> Your objective
Using the entries below, give the count of lines that hold "provides". Say nothing besides the number.
━━━━━━━━━━━━━━━━━━━━━━━━━━━━━━
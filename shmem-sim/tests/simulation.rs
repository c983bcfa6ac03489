// Copyright (c) 2025 Graphcore Ltd. All rights reserved.

use std::sync::Arc;

use shmem_sim::config::{Config, SimConfig};
use shmem_sim::simulation::Simulation;
use shmem_track::Tracker;
use shmem_track::tracker::{EntityManager, InMemoryTracker, dev_null_tracker};

fn sim_config(config: Config) -> SimConfig {
    SimConfig::try_from(&config).unwrap()
}

fn small_config() -> Config {
    Config {
        num_tiles: Some(4),
        accesses_per_tile: Some(200),
        num_shared_lines: Some(8),
        ..Default::default()
    }
}

fn run(config: Config) -> Simulation {
    let mut simulation = Simulation::new(&dev_null_tracker(), sim_config(config)).unwrap();
    simulation.run().unwrap();
    simulation
}

fn total_accesses(simulation: &Simulation) -> usize {
    simulation
        .tiles()
        .iter()
        .map(|tile| tile.l2.metrics().hits + tile.l2.metrics().misses)
        .sum()
}

#[test]
fn all_accesses_complete() {
    let simulation = run(small_config());

    assert_eq!(total_accesses(&simulation), 4 * 200);
    assert_eq!(simulation.directory().num_pending(), 0);
    for tile in simulation.tiles() {
        assert!(tile.is_finished());
        assert_eq!(tile.num_remaining_accesses(), 0);
        assert!(tile.l2.outstanding().is_none());
        assert_eq!(tile.core.handler().num_memory_accesses, 200);
    }
    simulation.check_coherence().unwrap();
}

#[test]
fn same_seed_same_run() {
    let a = run(small_config());
    let b = run(small_config());
    assert_eq!(a.now(), b.now());
    assert_eq!(a.num_events(), b.num_events());
    assert_eq!(a.summary(), b.summary());
}

#[test]
fn small_l2_evicts() {
    let simulation = run(Config {
        l2_capacity_lines: Some(1),
        ..small_config()
    });

    let evictions: usize = simulation
        .tiles()
        .iter()
        .map(|tile| tile.l2.metrics().evictions)
        .sum();
    assert!(evictions > 0);
    for tile in simulation.tiles() {
        assert!(tile.l2.num_lines() <= 1);
    }
    assert!(simulation.directory().metrics().write_backs > 0);
}

#[test]
fn contended_line_is_flushed() {
    let simulation = run(Config {
        num_tiles: Some(4),
        accesses_per_tile: Some(50),
        num_shared_lines: Some(1),
        write_percent: Some(100),
        ..Default::default()
    });

    assert_eq!(total_accesses(&simulation), 4 * 50);
    assert!(simulation.directory().metrics().flushes > 0);
    let owners: Vec<_> = simulation
        .tiles()
        .iter()
        .filter(|tile| tile.l2.num_lines() > 0)
        .collect();
    assert_eq!(owners.len(), 1);
}

#[test]
fn read_only_lines_are_shared() {
    let simulation = run(Config {
        write_percent: Some(0),
        ..small_config()
    });

    let metrics = simulation.directory().metrics();
    assert_eq!(metrics.invalidations, 0);
    assert_eq!(metrics.flushes, 0);
    assert_eq!(metrics.downgrades, 0);
    for tile in simulation.tiles() {
        assert_eq!(tile.l2.metrics().upgrades, 0);
    }
}

#[test]
fn single_tile() {
    let simulation = run(Config {
        num_tiles: Some(1),
        ..small_config()
    });
    assert_eq!(total_accesses(&simulation), 200);
    assert!(simulation.tiles()[0].l2.metrics().hits > 0);
}

#[test]
fn no_accesses() {
    let simulation = run(Config {
        accesses_per_tile: Some(0),
        ..small_config()
    });
    assert_eq!(simulation.now().0, 0);
    assert_eq!(simulation.num_events(), 4);
    assert!(simulation.directory().entries().next().is_none());
}

#[test]
fn messages_are_counted() {
    let counts = Arc::new(InMemoryTracker::new(EntityManager::new(log::Level::Trace)));
    let tracker: Tracker = counts.clone();

    let mut simulation = Simulation::new(&tracker, sim_config(small_config())).unwrap();
    simulation.run().unwrap();

    let summary = simulation.message_summary(&counts);
    assert!(summary.contains("SH_REQ"), "{summary}");
    assert!(summary.contains("SH_REP"), "{summary}");
    assert_eq!(summary.lines().count(), 1 + 4);

    let directory = &simulation.directory().entity;
    assert!(counts.created_bits(directory.tag) > 0);
}
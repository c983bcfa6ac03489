// Copyright (c) 2025 Graphcore Ltd. All rights reserved.

//! This module provides combined _track_ capabilities for the shared-memory
//! coherence models.
//!
//! _Track_ means the combination of _log_ and _trace_ where:
//!
//!   - _log_ are text-based human-readable messages emitted at various levels
//!     of verbosity (from `Trace` through to `Error`).
//!   - _trace_ provides a standard set of modelling events that can be emitted.
//!     For example, coherence message creation/destruction or messages
//!     entering/exiting simulation [`Entities`](crate::entity::Entity).
//!
//! All events are emitted through a [`Tracker`] which decides, per entity,
//! whether an event is recorded and where it is written.

// Enable warnings for missing documentation
#![warn(missing_docs)]

use std::str::FromStr;
use std::sync::{Arc, Mutex};

pub use log;

pub mod builder;
pub mod entity;
pub mod tag;

/// Include the trackers.
pub mod tracker;
pub use tracker::{Track, Tracker};

/// A type alias for objects that receive _log_ / _trace_ events.
///
/// The writer must implement Send in order to be shared between threads.
pub type Writer = Box<dyn std::io::Write + Send>;
type SharedWriter = Arc<Mutex<Writer>>;

/// Take a configuration string and convert it to a Level
///
/// Returns `None` if the string is not a valid level name.
#[must_use]
pub fn str_to_level(lvl: &str) -> Option<log::Level> {
    log::Level::from_str(lvl).ok()
}

/// Type used for unique tags
///
/// Each _log_/_trace_ event within the application is given a unique tag to
/// identify it. There are two reserved tag values: [NO_ID](constant.NO_ID.html)
/// and [ROOT](constant.ROOT.html)
pub use tag::Tag;

pub mod test_helpers;

/// Tag value which indicates where there is no valid tag
pub const NO_ID: Tag = tag::Tag(0);

/// The root tag from which all other tags are derived
pub const ROOT: Tag = tag::Tag(1);

/// Track an object entering an entity.
#[macro_export]
macro_rules! enter {
    ($entity:expr ; $enter_tag:expr) => {
        if $crate::Track::is_entity_enabled(&*$entity.tracker, $entity.tag, $crate::log::Level::Trace)
        {
            $crate::Track::enter(&*$entity.tracker, $entity.tag, $enter_tag);
        }
    };
}

/// Track an object leaving an entity.
#[macro_export]
macro_rules! exit {
    ($entity:expr ; $exit_tag:expr) => {
        if $crate::Track::is_entity_enabled(&*$entity.tracker, $entity.tag, $crate::log::Level::Trace)
        {
            $crate::Track::exit(&*$entity.tracker, $entity.tag, $exit_tag);
        }
    };
}

/// Create a unique tag for tracking.
///
/// The user must specify an entity with a [`Tracker`] to create the tag.
#[macro_export]
macro_rules! create_tag {
    ($entity:expr) => {{ $crate::Track::unique_tag(&*$entity.tracker) }};
}

/// Add a creation event.
///
/// With only an entity this records the creation of the entity itself. With
/// an object it records the creation of a tracked object (normally a
/// coherence message) along with its modeled size in bits and its kind name.
#[macro_export]
macro_rules! create {
    ($entity:expr) => {{
        if $crate::Track::is_entity_enabled(&*$entity.tracker, $entity.tag, $crate::log::Level::Trace)
        {
            let parent_tag = match &$entity.parent {
                Some(parent) => parent.tag,
                None => $crate::NO_ID,
            };
            $crate::Track::create(
                &*$entity.tracker,
                parent_tag,
                $entity.tag,
                0,
                $entity.full_name().as_str(),
            );
        }
    }};
    ($entity:expr ; $created_tag:expr, $modeled_bits:expr, $kind:expr) => {{
        if $crate::Track::is_entity_enabled(&*$entity.tracker, $entity.tag, $crate::log::Level::Trace)
        {
            $crate::Track::create(
                &*$entity.tracker,
                $entity.tag,
                $created_tag,
                $modeled_bits,
                $kind,
            );
        }
    }};
}

/// Add a destroy event
#[macro_export]
macro_rules! destroy {
    ($entity:expr) => {{
        if $crate::Track::is_entity_enabled(&*$entity.tracker, $entity.tag, $crate::log::Level::Trace)
        {
            match &$entity.parent {
                Some(parent) => $crate::Track::destroy(&*$entity.tracker, parent.tag, $entity.tag),
                None => $crate::Track::destroy(&*$entity.tracker, $crate::NO_ID, $entity.tag),
            };
        }
    }};
    ($entity:expr ; $destroyed_tag:expr) => {{
        if $crate::Track::is_entity_enabled(&*$entity.tracker, $entity.tag, $crate::log::Level::Trace)
        {
            $crate::Track::destroy(&*$entity.tracker, $entity.tag, $destroyed_tag);
        }
    }};
}

/// Update the current simulated time (in cycles).
#[macro_export]
macro_rules! set_time {
    ($entity:expr ; $time:expr) => {{
        if $crate::Track::is_entity_enabled(&*$entity.tracker, $entity.tag, $crate::log::Level::Trace)
        {
            $crate::Track::time(&*$entity.tracker, $entity.tag, $time);
        }
    }};
}

/// Base macro for log messages of all level.
#[macro_export]
macro_rules! log_base {
    ($entity:expr ; $lvl:expr, $($arg:tt)+) => (
        if $crate::Track::is_entity_enabled(&*$entity.tracker, $entity.tag, $lvl) {
            $crate::Track::log(&*$entity.tracker, $entity.tag, $lvl, format_args!($($arg)+));
        }
    );
}

/// The `trace` macro provides a wrapper for the [`log`](macro.log_base.html)
/// macro at level `log::Level::Trace`
#[macro_export]
macro_rules! trace {
    ($entity:expr ; $($arg:tt)+) => (
        $crate::log_base!($entity ; $crate::log::Level::Trace, $($arg)+);
    );
}

/// The `debug` macro provides a wrapper for the [`log`](macro.log_base.html)
/// macro at level `log::Level::Debug`
#[macro_export]
macro_rules! debug {
    ($entity:expr ; $($arg:tt)+) => (
        $crate::log_base!($entity ; $crate::log::Level::Debug, $($arg)+);
    );
}

/// The `info` macro provides a wrapper for the [`log`](macro.log_base.html)
/// macro at level `log::Level::Info`
#[macro_export]
macro_rules! info {
    ($entity:expr ; $($arg:tt)+) => (
        $crate::log_base!($entity ; $crate::log::Level::Info, $($arg)+);
    );
}

/// The `warn` macro provides a wrapper for the [`log`](macro.log_base.html)
/// macro at level `log::Level::Warn`
#[macro_export]
macro_rules! warn {
    ($entity:expr ; $($arg:tt)+) => (
        $crate::log_base!($entity ; $crate::log::Level::Warn, $($arg)+);
    );
}

/// the `error` macro provides a wrapper for the [`log`](macro.log_base.html)
/// macro at level `log::Level::Error`
#[macro_export]
macro_rules! error {
    ($entity:expr ; $($arg:tt)+) => (
        $crate::log_base!($entity ; $crate::log::Level::Error, $($arg)+);
    );
}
━━━━━━━━━━━━━━━━━━━━━━━━━━━━━━
> Written solution
7